** Supplied data **
// Copyright (c) 2025 Geoffrey Huntley <ghuntley@ghuntley.com>. All rights reserved.
// SPDX-License-Identifier: Proprietary

//! Configuration sources: defaults, TOML file, environment variables.

use std::path::PathBuf;
use std::str::FromStr;

use tracing::{debug, trace};

use crate::error::ConfigError;
use crate::layer::PermitConfigLayer;
use crate::sections::{
	DatabaseConfigLayer, LoggingConfigLayer, LookupConfigLayer, PathsConfigLayer,
	StoreConfigLayer,
};

/// Source precedence levels (higher = overrides lower).
#[derive(Debug, Clone, Copy, PartialEq, Eq, PartialOrd, Ord)]
pub enum Precedence {
	Defaults = 10,
	ConfigFile = 20,
	Environment = 50,
}

pub trait ConfigSource: Send + Sync {
	fn name(&self) -> &'static str;
	fn precedence(&self) -> Precedence;
	fn load(&self) -> Result<PermitConfigLayer, ConfigError>;
}

/// Built-in defaults source.
pub struct DefaultsSource;

impl ConfigSource for DefaultsSource {
	fn name(&self) -> &'static str {
		"defaults"
	}

	fn precedence(&self) -> Precedence {
		Precedence::Defaults
	}

	fn load(&self) -> Result<PermitConfigLayer, ConfigError> {
		debug!("loading defaults");
		Ok(PermitConfigLayer::default())
	}
}

/// TOML file configuration source. A missing file is not an error.
pub struct TomlSource {
	path: PathBuf,
}

impl TomlSource {
	pub fn new(path: impl Into<PathBuf>) -> Self {
		Self { path: path.into() }
	}

	pub fn system() -> Self {
		Self::new("/etc/permit/permit.toml")
	}
}

impl ConfigSource for TomlSource {
	fn name(&self) -> &'static str {
		"toml-config"
	}

	fn precedence(&self) -> Precedence {
		Precedence::ConfigFile
	}

	fn load(&self) -> Result<PermitConfigLayer, ConfigError> {
		if !self.path.exists() {
			debug!(path = %self.path.display(), "config file not found, skipping");
			return Ok(PermitConfigLayer::default());
		}

		debug!(path = %self.path.display(), "loading config file");
		let content = std::fs::read_to_string(&self.path).map_err(|e| ConfigError::FileRead {
			path: self.path.clone(),
			source: e,
		})?;

		let layer: PermitConfigLayer =
			toml::from_str(&content).map_err(|e| ConfigError::TomlParse {
				path: self.path.clone(),
				source: e,
			})?;

		trace!("parsed config layer from TOML");
		Ok(layer)
	}
}

/// Environment variable source.
///
/// Convention: PERMIT_<SECTION>_<FIELD>
pub struct EnvSource;

impl ConfigSource for EnvSource {
	fn name(&self) -> &'static str {
		"environment"
	}

	fn precedence(&self) -> Precedence {
		Precedence::Environment
	}

	fn load(&self) -> Result<PermitConfigLayer, ConfigError> {
		debug!("loading environment variables");
		Ok(PermitConfigLayer {
			paths: Some(load_paths_from_env()),
			database: Some(load_database_from_env()?),
			store: Some(load_store_from_env()?),
			lookup: Some(load_lookup_from_env()?),
			logging: Some(load_logging_from_env()),
		})
	}
}

fn env_var(name: &str) -> Option<String> {
	std::env::var(name).ok().filter(|s| !s.is_empty())
}

fn env_bool(name: &str) -> Option<bool> {
	env_var(name).map(|v| v.eq_ignore_ascii_case("true") || v == "1")
}

fn env_parse<T: FromStr>(name: &str, kind: &str) -> Result<Option<T>, ConfigError> {
	match env_var(name) {
		Some(v) => v.parse().map(Some).map_err(|_| ConfigError::InvalidValue {
			key: name.to_string(),
			message: format!("invalid {kind} value '{v}'"),
		}),
		None => Ok(None),
	}
}

fn env_list(name: &str) -> Option<Vec<String>> {
	env_var(name).map(|s| {
		s.split(',')
			.map(|s| s.trim().to_string())
			.filter(|s| !s.is_empty())
			.collect()
	})
}

fn load_paths_from_env() -> PathsConfigLayer {
	PathsConfigLayer {
		data_dir: env_var("PERMIT_DATA_DIR").map(PathBuf::from),
		keys_dir: env_var("PERMIT_KEYS_DIR").map(PathBuf::from),
		query_log_path: env_var("PERMIT_QUERY_LOG_PATH").map(PathBuf::from),
	}
}

fn load_database_from_env() -> Result<DatabaseConfigLayer, ConfigError> {
	Ok(DatabaseConfigLayer {
		url: env_var("PERMIT_DATABASE_URL"),
		busy_timeout_ms: env_parse("PERMIT_DATABASE_BUSY_TIMEOUT_MS", "u64")?,
		max_connections: env_parse("PERMIT_DATABASE_MAX_CONNECTIONS", "u32")?,
	})
}

fn load_store_from_env() -> Result<StoreConfigLayer, ConfigError> {
	Ok(StoreConfigLayer {
		min_reason_length: env_parse("PERMIT_STORE_MIN_REASON_LENGTH", "usize")?,
		update_max_retries: env_parse("PERMIT_STORE_UPDATE_MAX_RETRIES", "u32")?,
	})
}

fn load_lookup_from_env() -> Result<LookupConfigLayer, ConfigError> {
	Ok(LookupConfigLayer {
		max_requests: env_parse("PERMIT_LOOKUP_MAX_REQUESTS", "u32")?,
		window_secs: env_parse("PERMIT_LOOKUP_WINDOW_SECS", "u64")?,
		expiring_threshold_days: env_parse("PERMIT_LOOKUP_EXPIRING_THRESHOLD_DAYS", "u32")?,
		allowed_callers: env_list("PERMIT_LOOKUP_ALLOWED_CALLERS"),
	})
}

fn load_logging_from_env() -> LoggingConfigLayer {
	LoggingConfigLayer {
		level: env_var("PERMIT_LOG_LEVEL"),
		json: env_bool("PERMIT_LOG_JSON"),
	}
}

** Exercise aim **
The full listing above needs to be transcribed exactly.

** Written response **
// Copyright (c) 2025 Geoffrey Huntley <ghuntley@ghuntley.com>. All rights reserved.
// SPDX-License-Identifier: Proprietary

//! Configuration sources: defaults, TOML file, environment variables.

use std::path::PathBuf;
use std::str::FromStr;

use tracing::{debug, trace};

use crate::error::ConfigError;
use crate::layer::PermitConfigLayer;
use crate::sections::{
	DatabaseConfigLayer, LoggingConfigLayer, LookupConfigLayer, PathsConfigLayer,
	StoreConfigLayer,
};

/// Source precedence levels (higher = overrides lower).
#[derive(Debug, Clone, Copy, PartialEq, Eq, PartialOrd, Ord)]
pub enum Precedence {
	Defaults = 10,
	ConfigFile = 20,
	Environment = 50,
}

pub trait ConfigSource: Send + Sync {
	fn name(&self) -> &'static str;
	fn precedence(&self) -> Precedence;
	fn load(&self) -> Result<PermitConfigLayer, ConfigError>;
}

/// Built-in defaults source.
pub struct DefaultsSource;

impl ConfigSource for DefaultsSource {
	fn name(&self) -> &'static str {
		"defaults"
	}

	fn precedence(&self) -> Precedence {
		Precedence::Defaults
	}

	fn load(&self) -> Result<PermitConfigLayer, ConfigError> {
		debug!("loading defaults");
		Ok(PermitConfigLayer::default())
	}
}

/// TOML file configuration source. A missing file is not an error.
pub struct TomlSource {
	path: PathBuf,
}

impl TomlSource {
	pub fn new(path: impl Into<PathBuf>) -> Self {
		Self { path: path.into() }
	}

	pub fn system() -> Self {
		Self::new("/etc/permit/permit.toml")
	}
}

impl ConfigSource for TomlSource {
	fn name(&self) -> &'static str {
		"toml-config"
	}

	fn precedence(&self) -> Precedence {
		Precedence::ConfigFile
	}

	fn load(&self) -> Result<PermitConfigLayer, ConfigError> {
		if !self.path.exists() {
			debug!(path = %self.path.display(), "config file not found, skipping");
			return Ok(PermitConfigLayer::default());
		}

		debug!(path = %self.path.display(), "loading config file");
		let content = std::fs::read_to_string(&self.path).map_err(|e| ConfigError::FileRead {
			path: self.path.clone(),
			source: e,
		})?;

		let layer: PermitConfigLayer =
			toml::from_str(&content).map_err(|e| ConfigError::TomlParse {
				path: self.path.clone(),
				source: e,
			})?;

		trace!("parsed config layer from TOML");
		Ok(layer)
	}
}

/// Environment variable source.
///
/// Convention: PERMIT_<SECTION>_<FIELD>
pub struct EnvSource;

impl ConfigSource for EnvSource {
	fn name(&self) -> &'static str {
		"environment"
	}

	fn precedence(&self) -> Precedence {
		Precedence::Environment
	}

	fn load(&self) -> Result<PermitConfigLayer, ConfigError> {
		debug!("loading environment variables");
		Ok(PermitConfigLayer {
			paths: Some(load_paths_from_env()),
			database: Some(load_database_from_env()?),
			store: Some(load_store_from_env()?),
			lookup: Some(load_lookup_from_env()?),
			logging: Some(load_logging_from_env()),
		})
	}
}

fn env_var(name: &str) -> Option<String> {
	std::env::var(name).ok().filter(|s| !s.is_empty())
}

fn env_bool(name: &str) -> Option<bool> {
	env_var(name).map(|v| v.eq_ignore_ascii_case("true") || v == "1")
}

fn env_parse<T: FromStr>(name: &str, kind: &str) -> Result<Option<T>, ConfigError> {
	match env_var(name) {
		Some(v) => v.parse().map(Some).map_err(|_| ConfigError::InvalidValue {
			key: name.to_string(),
			message: format!("invalid {kind} value '{v}'"),
		}),
		None => Ok(None),
	}
}

fn env_list(name: &str) -> Option<Vec<String>> {
	env_var(name).map(|s| {
		s.split(',')
			.map(|s| s.trim().to_string())
			.filter(|s| !s.is_empty())
			.collect()
	})
}

fn load_paths_from_env() -> PathsConfigLayer {
	PathsConfigLayer {
		data_dir: env_var("PERMIT_DATA_DIR").map(PathBuf::from),
		keys_dir: env_var("PERMIT_KEYS_DIR").map(PathBuf::from),
		query_log_path: env_var("PERMIT_QUERY_LOG_PATH").map(PathBuf::from),
	}
}

fn load_database_from_env() -> Result<DatabaseConfigLayer, ConfigError> {
	Ok(DatabaseConfigLayer {
		url: env_var("PERMIT_DATABASE_URL"),
		busy_timeout_ms: env_parse("PERMIT_DATABASE_BUSY_TIMEOUT_MS", "u64")?,
		max_connections: env_parse("PERMIT_DATABASE_MAX_CONNECTIONS", "u32")?,
	})
}

fn load_store_from_env() -> Result<StoreConfigLayer, ConfigError> {
	Ok(StoreConfigLayer {
		min_reason_length: env_parse("PERMIT_STORE_MIN_REASON_LENGTH", "usize")?,
		update_max_retries: env_parse("PERMIT_STORE_UPDATE_MAX_RETRIES", "u32")?,
	})
}

fn load_lookup_from_env() -> Result<LookupConfigLayer, ConfigError> {
	Ok(LookupConfigLayer {
		max_requests: env_parse("PERMIT_LOOKUP_MAX_REQUESTS", "u32")?,
		window_secs: env_parse("PERMIT_LOOKUP_WINDOW_SECS", "u64")?,
		expiring_threshold_days: env_parse("PERMIT_LOOKUP_EXPIRING_THRESHOLD_DAYS", "u32")?,
		allowed_callers: env_list("PERMIT_LOOKUP_ALLOWED_CALLERS"),
	})
}

fn load_logging_from_env() -> LoggingConfigLayer {
	LoggingConfigLayer {
		level: env_var("PERMIT_LOG_LEVEL"),
		json: env_bool("PERMIT_LOG_JSON"),
	}
}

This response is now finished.